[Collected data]

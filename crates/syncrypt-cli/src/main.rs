mod commands;
mod logging;
mod progress;

use std::io;
use std::process;
use std::thread;

use anyhow::{Context, Result};
use clap::{CommandFactory, Parser};
use colored::*;
use commands::{Cli, Commands};
use crossbeam_channel::{Receiver, Sender};
use dotenv::dotenv;
use progress::CliReporter;
use syncrypt_core::{
    generate_keys, paths, reconcile, AppConfig, Ledger, PassReport, ProgressReporter, Scheduler,
    SealedBoxGateway, SilentReporter, SyncEngine, SyncOptions,
};
use tracing::{error, info, warn};

fn main() {
    dotenv().ok();

    let args = Cli::parse();

    let mut config = match syncrypt_core::config::load_configuration() {
        Ok(config) => config,
        Err(err) => {
            eprintln!("{} {}", "Error loading configuration:".red(), err);
            process::exit(1);
        }
    };
    args.global.apply_to(&mut config);
    if let Some(Commands::Sync {
        interval,
        propagate_deletions,
        ..
    }) = &args.command
    {
        if let Some(interval) = interval {
            config.interval_ms = *interval;
        }
        config.propagate_deletions |= *propagate_deletions;
    }

    let guards = logging::init_logger(&config);

    let Some(command) = args.command else {
        let _ = Cli::command().print_long_help();
        return;
    };

    if let Err(err) = run(command, &config) {
        error!("{:#}", err);
        // exit() skips destructors; flush the log writers first.
        drop(guards);
        process::exit(1);
    }
}

fn run(command: Commands, config: &AppConfig) -> Result<()> {
    match command {
        Commands::Sync { daemon, .. } => run_sync(config, daemon),
        Commands::Decrypt => run_decrypt(config),
        Commands::Keygen => run_keygen(config),
        Commands::ReviewDeletions => run_review_deletions(config),
        Commands::ApplyDeletions => run_apply_deletions(config),
        Commands::PrintConfig => {
            let rendered = toml::to_string_pretty(&config.redacted())
                .context("Cannot render configuration")?;
            println!("{}", rendered);
            Ok(())
        }
    }
}

fn open_ledger(config: &AppConfig) -> Result<Ledger> {
    Ledger::open(&config.ledger_path)
        .with_context(|| format!("Cannot open ledger {}", config.ledger_path.display()))
}

fn reporter(config: &AppConfig) -> Box<dyn ProgressReporter> {
    if config.quiet || config.very_quiet {
        Box::new(SilentReporter)
    } else {
        Box::new(CliReporter::new())
    }
}

fn run_sync(config: &AppConfig, daemon: bool) -> Result<()> {
    let ledger = open_ledger(config)?;
    let gateway = SealedBoxGateway::new();
    let options = SyncOptions::from_config(config)?;
    let reporter = reporter(config);

    {
        let engine = SyncEngine::new(&ledger, &gateway, options);
        if daemon {
            let (_keepalive, shutdown) = shutdown_channel()?;
            let scheduler = Scheduler::new(config.interval());
            info!(
                "Running every {:?}. Press Enter or Ctrl-C to stop.",
                scheduler.interval()
            );
            let passes = scheduler.run(&shutdown, || {
                engine
                    .run_pass(reporter.as_ref())
                    .map(|report| print_pass_summary(&report, config))
            })?;
            info!("Stopped after {} passes", passes);
        } else {
            let report = engine.run_pass(reporter.as_ref())?;
            print_pass_summary(&report, config);
        }
    }

    ledger.close().context("Cannot close ledger")?;
    Ok(())
}

fn run_decrypt(config: &AppConfig) -> Result<()> {
    let ledger = open_ledger(config)?;
    let gateway = SealedBoxGateway::new();
    let options = SyncOptions::from_config(config)?;
    let reporter = reporter(config);

    let report = SyncEngine::new(&ledger, &gateway, options).decrypt_all(reporter.as_ref())?;
    if !config.quiet && !config.very_quiet {
        println!(
            "{} decrypted, {} skipped, {} failed",
            report.decrypted.to_string().green(),
            report.skipped,
            report.failed.to_string().red(),
        );
    }
    Ok(())
}

fn run_keygen(config: &AppConfig) -> Result<()> {
    let keys = config.key_ring();
    if keys.passphrase.is_empty() {
        warn!("No passphrase given, the private key will be protected by an empty passphrase");
    }
    paths::ensure_dir(&config.key_path)?;
    generate_keys(&SealedBoxGateway::new(), &keys)?;
    if !config.very_quiet {
        println!(
            "Wrote {} and {}",
            keys.public_key.display().to_string().cyan(),
            keys.private_key.display().to_string().cyan()
        );
    }
    Ok(())
}

fn run_review_deletions(config: &AppConfig) -> Result<()> {
    let ledger = open_ledger(config)?;
    let pending = reconcile::review_deletions(&ledger)?;

    if pending.is_empty() {
        println!("No files pending deletion.");
        return Ok(());
    }

    println!("{} files pending deletion:", pending.len().to_string().yellow());
    for record in &pending {
        println!(
            "  {}  {}  {}",
            record.filename,
            record.content_hash.dimmed(),
            record.last_updated.dimmed()
        );
    }
    Ok(())
}

fn run_apply_deletions(config: &AppConfig) -> Result<()> {
    let ledger = open_ledger(config)?;
    let gateway = SealedBoxGateway::new();
    let options = SyncOptions::from_config(config)?;

    let report = SyncEngine::new(&ledger, &gateway, options).apply_deletions()?;
    if !config.very_quiet {
        println!(
            "{} rows removed, {} artifacts deleted, {} kept (hash mismatch), {} missing",
            report.removed_from_ledger,
            report.artifacts_deleted.to_string().green(),
            report.artifacts_kept.to_string().yellow(),
            report.artifacts_missing,
        );
    }
    Ok(())
}

fn print_pass_summary(report: &PassReport, config: &AppConfig) {
    if config.quiet || config.very_quiet {
        return;
    }
    println!(
        "Scan: {}, Sync: {}",
        format!("{:.2}s", report.scan_duration.as_secs_f64()).green(),
        format!("{:.2}s", report.sync_duration.as_secs_f64()).green(),
    );
    println!(
        "{} new, {} updated, {} unchanged, {} duplicates, {} failed",
        report.new.to_string().green(),
        report.updated.to_string().green(),
        report.unchanged,
        report.duplicates.to_string().yellow(),
        report.failed.to_string().red(),
    );
    if report.flagged_for_deletion > 0 || report.restored > 0 {
        println!(
            "{} pending deletion, {} restored",
            report.flagged_for_deletion.to_string().yellow(),
            report.restored
        );
    }
    if let Some(deletions) = &report.deletions {
        println!(
            "{} artifacts deleted, {} kept (hash mismatch), {} missing",
            deletions.artifacts_deleted.to_string().green(),
            deletions.artifacts_kept.to_string().yellow(),
            deletions.artifacts_missing,
        );
    }
}

/// Channel that receives a message on SIGINT, SIGTERM or Enter. The returned
/// sender keeps it connected while no shutdown source is armed.
fn shutdown_channel() -> Result<(Sender<()>, Receiver<()>)> {
    let (tx, rx) = crossbeam_channel::unbounded();

    #[cfg(unix)]
    {
        use signal_hook::consts::{SIGINT, SIGTERM};
        use signal_hook::iterator::Signals;

        let mut signals =
            Signals::new([SIGINT, SIGTERM]).context("Cannot install signal handlers")?;
        let signal_tx = tx.clone();
        thread::spawn(move || {
            for signal in signals.forever() {
                info!("Received signal {}, finishing the current pass", signal);
                if signal_tx.send(()).is_err() {
                    break;
                }
            }
        });
    }

    let stdin_tx = tx.clone();
    thread::spawn(move || {
        let mut line = String::new();
        // EOF (no terminal attached) is not a stop request.
        if let Ok(n) = io::stdin().read_line(&mut line) {
            if n > 0 {
                let _ = stdin_tx.send(());
            }
        }
    });

    Ok((tx, rx))
}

**YOUR GOAL**
Your task is to copy every line in the entries that holds the string "SyncEngine".

**TASK OUTPUT**
    SealedBoxGateway, SilentReporter, SyncEngine, SyncOptions,
        let engine = SyncEngine::new(&ledger, &gateway, options);
    let report = SyncEngine::new(&ledger, &gateway, options).decrypt_all(reporter.as_ref())?;
    let report = SyncEngine::new(&ledger, &gateway, options).apply_deletions()?;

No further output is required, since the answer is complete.